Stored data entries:

★ ★ ★

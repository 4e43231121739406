//! Integration tests for report aggregation: type histogram, isolation, diagnostics.

#[allow(dead_code)]
mod helpers;

use helpers::*;
use pipeline::analyze;
use pipeline::config::PipelineConfig;
use pipeline::parse;

#[test]
fn example_pipeline_report() {
    let json = include_str!("fixtures/example_pipeline.json");
    let p = parse::parse(json).unwrap();
    let report = analyze::analyze_pipeline(&p);

    assert!(report.is_dag());
    assert_eq!(report.node_types.len(), 5);
    assert!(report.node_types.values().all(|&count| count == 1));
    assert_eq!(report.isolated_nodes, vec!["date-1"]);
    assert!(report.has_isolated_nodes);
    assert!(report.diagnostics.is_empty());
}

#[test]
fn node_types_fall_back_to_unknown() {
    let p = build_pipeline(
        &[("a", "math"), ("b", "math"), ("c", "widget"), ("d", "customInput")],
        &[],
    );
    let report = analyze::analyze_pipeline(&p);
    assert_eq!(report.node_types.get("math"), Some(&2));
    assert_eq!(report.node_types.get("unknown"), Some(&1));
    assert_eq!(report.node_types.get("customInput"), Some(&1));
    assert_eq!(report.node_types.get("widget"), None);
}

#[test]
fn duplicate_id_typed_by_last_record() {
    let p = build_pipeline(&[("x", "math"), ("x", "api")], &[]);
    let report = analyze::analyze_pipeline(&p);
    assert_eq!(report.dag.num_nodes, 1);
    assert_eq!(report.node_types.get("api"), Some(&1));
    assert_eq!(report.node_types.get("math"), None);
    assert_has_diagnostic(&report.diagnostics, "D004");
}

#[test]
fn node_with_only_dangling_edges_is_connected() {
    let p = text_pipeline(&["A", "B"], &[("A", "nowhere")]);
    let report = analyze::analyze_pipeline(&p);
    assert_eq!(report.isolated_nodes, vec!["B"]);

    let graph = parse::PipelineGraph::build(&p.nodes, &p.edges);
    assert!(graph.successors("A").is_empty());
}

#[test]
fn no_isolated_nodes_when_all_wired() {
    let p = text_pipeline(&["A", "B"], &[("A", "B")]);
    let report = analyze::analyze_pipeline(&p);
    assert!(report.isolated_nodes.is_empty());
    assert!(!report.has_isolated_nodes);
}

#[test]
fn structural_diagnostics() {
    let p = text_pipeline(
        &["A", "B"],
        &[("A", "B"), ("A", "B"), ("B", "B"), ("ghost", "A")],
    );
    let report = analyze::analyze_pipeline(&p);
    assert_has_diagnostic(&report.diagnostics, "D001");
    assert_no_diagnostic(&report.diagnostics, "D002");
    assert_has_diagnostic(&report.diagnostics, "D003");
    assert_has_diagnostic(&report.diagnostics, "D006");
    assert_no_diagnostic(&report.diagnostics, "D005");
    // Diagnostics never change the verdict.
    assert!(!report.is_dag());
    assert_eq!(report.dag.cycle, Some(vec!["B".to_string(), "B".to_string()]));
}

#[test]
fn duplicate_edge_ids_flagged() {
    let mut p = text_pipeline(&["A", "B", "C"], &[("A", "B"), ("B", "C")]);
    p.edges[1].id = "e1".into();
    let report = analyze::analyze_pipeline(&p);
    assert_has_diagnostic(&report.diagnostics, "D005");
}

#[test]
fn diagnostics_can_be_disabled() {
    let config = PipelineConfig {
        include_diagnostics: false,
        ..PipelineConfig::default()
    };
    let p = text_pipeline(&["A"], &[("A", "ghost")]);
    let report = analyze::analyze_with(&p, &config);
    assert!(report.diagnostics.is_empty());

    let json = serde_json::to_value(&report).unwrap();
    assert!(json.get("diagnostics").is_none());
}

#[test]
fn dangling_report_snapshot() {
    let json = include_str!("fixtures/dangling_edge.json");
    let p = parse::parse(json).unwrap();
    let report = analyze::analyze_pipeline(&p);
    insta::assert_json_snapshot!(report, @r###"
    {
      "isDAG": true,
      "numNodes": 3,
      "numEdges": 3,
      "message": "Pipeline is a valid DAG (no cycles detected)",
      "topologicalOrder": [
        "api-1",
        "sort-1",
        "customOutput-1"
      ],
      "cycle": null,
      "nodeTypes": {
        "api": 1,
        "customOutput": 1,
        "unknown": 1
      },
      "isolatedNodes": [
        "sort-1"
      ],
      "hasIsolatedNodes": true,
      "diagnostics": [
        {
          "code": "D001",
          "phase": "structure",
          "message": "Edge 'e2' references unknown source node 'ghost-1'",
          "nodeId": null
        },
        {
          "code": "D002",
          "phase": "structure",
          "message": "Edge 'e3' references unknown target node 'llm-9'",
          "nodeId": null
        }
      ]
    }
    "###);
}

#[test]
fn cycle_report_snapshot() {
    let p = text_pipeline(&["A", "B"], &[("A", "B"), ("B", "A")]);
    let report = analyze::analyze_pipeline(&p);
    insta::assert_json_snapshot!(report, @r###"
    {
      "isDAG": false,
      "numNodes": 2,
      "numEdges": 2,
      "message": "Pipeline contains a cycle and is not a valid DAG",
      "topologicalOrder": null,
      "cycle": [
        "A",
        "B",
        "A"
      ],
      "nodeTypes": {
        "text": 2
      },
      "isolatedNodes": [],
      "hasIsolatedNodes": false
    }
    "###);
}
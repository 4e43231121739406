//! Snapshot-level validation that runs alongside analysis.

pub mod structural;

pub use structural::validate_structural;
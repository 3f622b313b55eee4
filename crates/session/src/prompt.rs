//! User-facing text built around the diary template.

use diarist_config::DeviceProfile;
use diarist_extract::template_skeleton;

/// Prompt asking the AI to write one diary in the bracketed template.
///
/// The `{{char}}` macro is left for the host to expand; it is replaced by
/// a literal name only when the user picked a character other than the
/// chat's ambient one.
pub fn diary_prompt(custom_character: Option<&str>, ambient_character: Option<&str>) -> String {
    let skeleton = template_skeleton("\n");
    match custom_character {
        Some(name) if ambient_character != Some(name) => {
            format!("以{name}的口吻写一则日记，日记格式为：\n{skeleton}")
        }
        _ => format!("以{{{{char}}}}的口吻写一则日记，日记格式为：\n{skeleton}"),
    }
}

/// Notice body shown when a manual record finds no usable template.
///
/// The skeleton is joined with [`line_break`], since the mobile host
/// renders notices as HTML.
pub fn expected_format_guidance(profile: DeviceProfile) -> String {
    let separator = line_break(profile);
    let skeleton = template_skeleton(separator);
    format!("未找到有效的日记格式，日记格式为：{separator}{skeleton}")
}

/// Line separator the host's notice surface understands.
pub fn line_break(profile: DeviceProfile) -> &'static str {
    match profile {
        DeviceProfile::Desktop => "\n",
        DeviceProfile::Mobile => "<br>",
    }
}

// ── Tests ────────────────────────────────────────────────────────────────────

#[cfg(test)]
mod tests {
    use super::*;

    #[test]
    fn prompt_keeps_the_char_macro_by_default() {
        let prompt = diary_prompt(None, Some("旅人"));
        assert!(prompt.starts_with("以{{char}}的口吻写一则日记，日记格式为：\n"));
        assert!(prompt.contains("［日记标题：{{标题}}］\n［日记时间：{{时间}}］\n［日记内容：{{内容}}］"));
    }

    #[test]
    fn custom_character_replaces_the_macro() {
        let prompt = diary_prompt(Some("小雨"), Some("旅人"));
        assert!(prompt.starts_with("以小雨的口吻写一则日记，日记格式为：\n"));
        assert!(!prompt.contains("{{char}}"));
    }

    #[test]
    fn matching_custom_name_keeps_the_macro() {
        let prompt = diary_prompt(Some("旅人"), Some("旅人"));
        assert!(prompt.starts_with("以{{char}}的口吻写一则日记，日记格式为："));
    }

    #[test]
    fn guidance_uses_device_line_breaks() {
        let desktop = expected_format_guidance(DeviceProfile::Desktop);
        assert!(desktop.contains("未找到有效的日记格式"));
        assert!(desktop.contains("\n［日记标题：{{标题}}］\n"));
        assert!(!desktop.contains("<br>"));

        let mobile = expected_format_guidance(DeviceProfile::Mobile);
        assert!(mobile.contains("<br>［日记标题：{{标题}}］<br>"));
        assert!(!mobile.contains('\n'));
    }
}
use std::collections::HashMap;

use anyhow::{Result, bail};
use async_trait::async_trait;
use serde::{Deserialize, Serialize};
use tokio::sync::Mutex;

/// One record in a keyword-indexed worldbook.
///
/// Field names mirror the host's entry schema: `keys` drive keyword
/// activation, `comment` is the human-visible label, `content` the injected
/// text, and the remaining flags control when the host pulls the entry into
/// a prompt.
#[derive(Debug, Clone, PartialEq, Serialize, Deserialize)]
pub struct WorldbookEntry {
    pub id: String,
    #[serde(default)]
    pub keys: Vec<String>,
    #[serde(default)]
    pub comment: String,
    #[serde(default)]
    pub content: String,
    #[serde(default)]
    pub disabled: bool,
    #[serde(default)]
    pub selective: bool,
    #[serde(default)]
    pub selective_logic: i64,
    #[serde(default)]
    pub position: i64,
}

impl WorldbookEntry {
    pub fn new(id: impl Into<String>, keys: &[String], content: impl Into<String>) -> Self {
        Self {
            id: id.into(),
            keys: keys.to_vec(),
            comment: String::new(),
            content: content.into(),
            disabled: false,
            selective: false,
            selective_logic: 0,
            position: 0,
        }
    }

    pub(crate) fn apply_field(&mut self, field: EntryField, value: FieldValue) -> Result<()> {
        match (field, value) {
            (EntryField::Comment, FieldValue::Text(text)) => self.comment = text,
            (EntryField::Content, FieldValue::Text(text)) => self.content = text,
            (EntryField::Disabled, FieldValue::Flag(flag)) => self.disabled = flag,
            (EntryField::Selective, FieldValue::Flag(flag)) => self.selective = flag,
            (EntryField::SelectiveLogic, FieldValue::Number(n)) => self.selective_logic = n,
            (EntryField::Position, FieldValue::Number(n)) => self.position = n,
            (field, value) => bail!("field {field:?} does not accept {value:?}"),
        }
        Ok(())
    }

    pub(crate) fn read_field(&self, field: EntryField) -> FieldValue {
        match field {
            EntryField::Comment => FieldValue::Text(self.comment.clone()),
            EntryField::Content => FieldValue::Text(self.content.clone()),
            EntryField::Disabled => FieldValue::Flag(self.disabled),
            EntryField::Selective => FieldValue::Flag(self.selective),
            EntryField::SelectiveLogic => FieldValue::Number(self.selective_logic),
            EntryField::Position => FieldValue::Number(self.position),
        }
    }
}

/// Writable fields of a worldbook entry.
#[derive(Debug, Clone, Copy, PartialEq, Eq)]
pub enum EntryField {
    Comment,
    Content,
    Disabled,
    Selective,
    SelectiveLogic,
    Position,
}

/// Value written to an [`EntryField`].  The host API is loosely typed, so
/// writes carry their value kind explicitly and mismatches are rejected.
#[derive(Debug, Clone, PartialEq)]
pub enum FieldValue {
    Text(String),
    Flag(bool),
    Number(i64),
}

impl FieldValue {
    pub fn as_text(&self) -> Option<&str> {
        match self {
            FieldValue::Text(text) => Some(text),
            _ => None,
        }
    }
}

/// Keyword-store operations the host must supply.  Stores are addressed by
/// name; entry ids are opaque strings assigned at creation.
#[async_trait]
pub trait Worldbook: Send + Sync {
    /// Name of the store bound to the active chat, when the host tracks one.
    async fn chat_bound_store_name(&self) -> Result<Option<String>>;

    /// Create an entry and return its store-assigned id.
    async fn create_entry(&self, store: &str, keys: &[String], content: &str) -> Result<String>;

    async fn set_field(
        &self,
        store: &str,
        id: &str,
        field: EntryField,
        value: FieldValue,
    ) -> Result<()>;

    async fn get_field(&self, store: &str, id: &str, field: EntryField)
    -> Result<Option<FieldValue>>;

    async fn list_entries(&self, store: &str) -> Result<Vec<WorldbookEntry>>;

    async fn disable_entry(&self, store: &str, id: &str) -> Result<()>;
}

// ── In-memory adapter ────────────────────────────────────────────────────────

#[derive(Debug, Default)]
struct MemoryBooks {
    stores: HashMap<String, Vec<WorldbookEntry>>,
    next_id: u64,
}

impl MemoryBooks {
    fn entry_mut(&mut self, store: &str, id: &str) -> Result<&mut WorldbookEntry> {
        let Some(entries) = self.stores.get_mut(store) else {
            bail!("worldbook {store:?} does not exist");
        };
        match entries.iter_mut().find(|entry| entry.id == id) {
            Some(entry) => Ok(entry),
            None => bail!("entry {id:?} not found in worldbook {store:?}"),
        }
    }
}

/// In-process [`Worldbook`] holding everything in memory.  Entry ids are
/// deterministic (`u1`, `u2`, …) so tests can assert on them.
#[derive(Debug, Default)]
pub struct MemoryWorldbook {
    books: Mutex<MemoryBooks>,
    chat_store: Option<String>,
}

impl MemoryWorldbook {
    pub fn new() -> Self {
        Self::default()
    }

    /// Pretend the host has a worldbook bound to the active chat.
    pub fn with_chat_store(name: impl Into<String>) -> Self {
        Self {
            books: Mutex::new(MemoryBooks::default()),
            chat_store: Some(name.into()),
        }
    }
}

#[async_trait]
impl Worldbook for MemoryWorldbook {
    async fn chat_bound_store_name(&self) -> Result<Option<String>> {
        Ok(self.chat_store.clone())
    }

    async fn create_entry(&self, store: &str, keys: &[String], content: &str) -> Result<String> {
        let mut books = self.books.lock().await;
        books.next_id += 1;
        let id = format!("u{}", books.next_id);
        let entry = WorldbookEntry::new(&id, keys, content);
        books.stores.entry(store.to_string()).or_default().push(entry);
        Ok(id)
    }

    async fn set_field(
        &self,
        store: &str,
        id: &str,
        field: EntryField,
        value: FieldValue,
    ) -> Result<()> {
        let mut books = self.books.lock().await;
        books.entry_mut(store, id)?.apply_field(field, value)
    }

    async fn get_field(
        &self,
        store: &str,
        id: &str,
        field: EntryField,
    ) -> Result<Option<FieldValue>> {
        let books = self.books.lock().await;
        let Some(entries) = books.stores.get(store) else {
            return Ok(None);
        };
        Ok(entries.iter().find(|entry| entry.id == id).map(|entry| entry.read_field(field)))
    }

    async fn list_entries(&self, store: &str) -> Result<Vec<WorldbookEntry>> {
        let books = self.books.lock().await;
        Ok(books.stores.get(store).cloned().unwrap_or_default())
    }

    async fn disable_entry(&self, store: &str, id: &str) -> Result<()> {
        let mut books = self.books.lock().await;
        books.entry_mut(store, id)?.apply_field(EntryField::Disabled, FieldValue::Flag(true))
    }
}

// ── Tests ────────────────────────────────────────────────────────────────────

★ ★ ★

* Task objective *
Pick every line of the data that includes the string "customInput".

* Your response *
        &[("a", "math"), ("b", "math"), ("c", "widget"), ("d", "customInput")],
    assert_eq!(report.node_types.get("customInput"), Some(&1));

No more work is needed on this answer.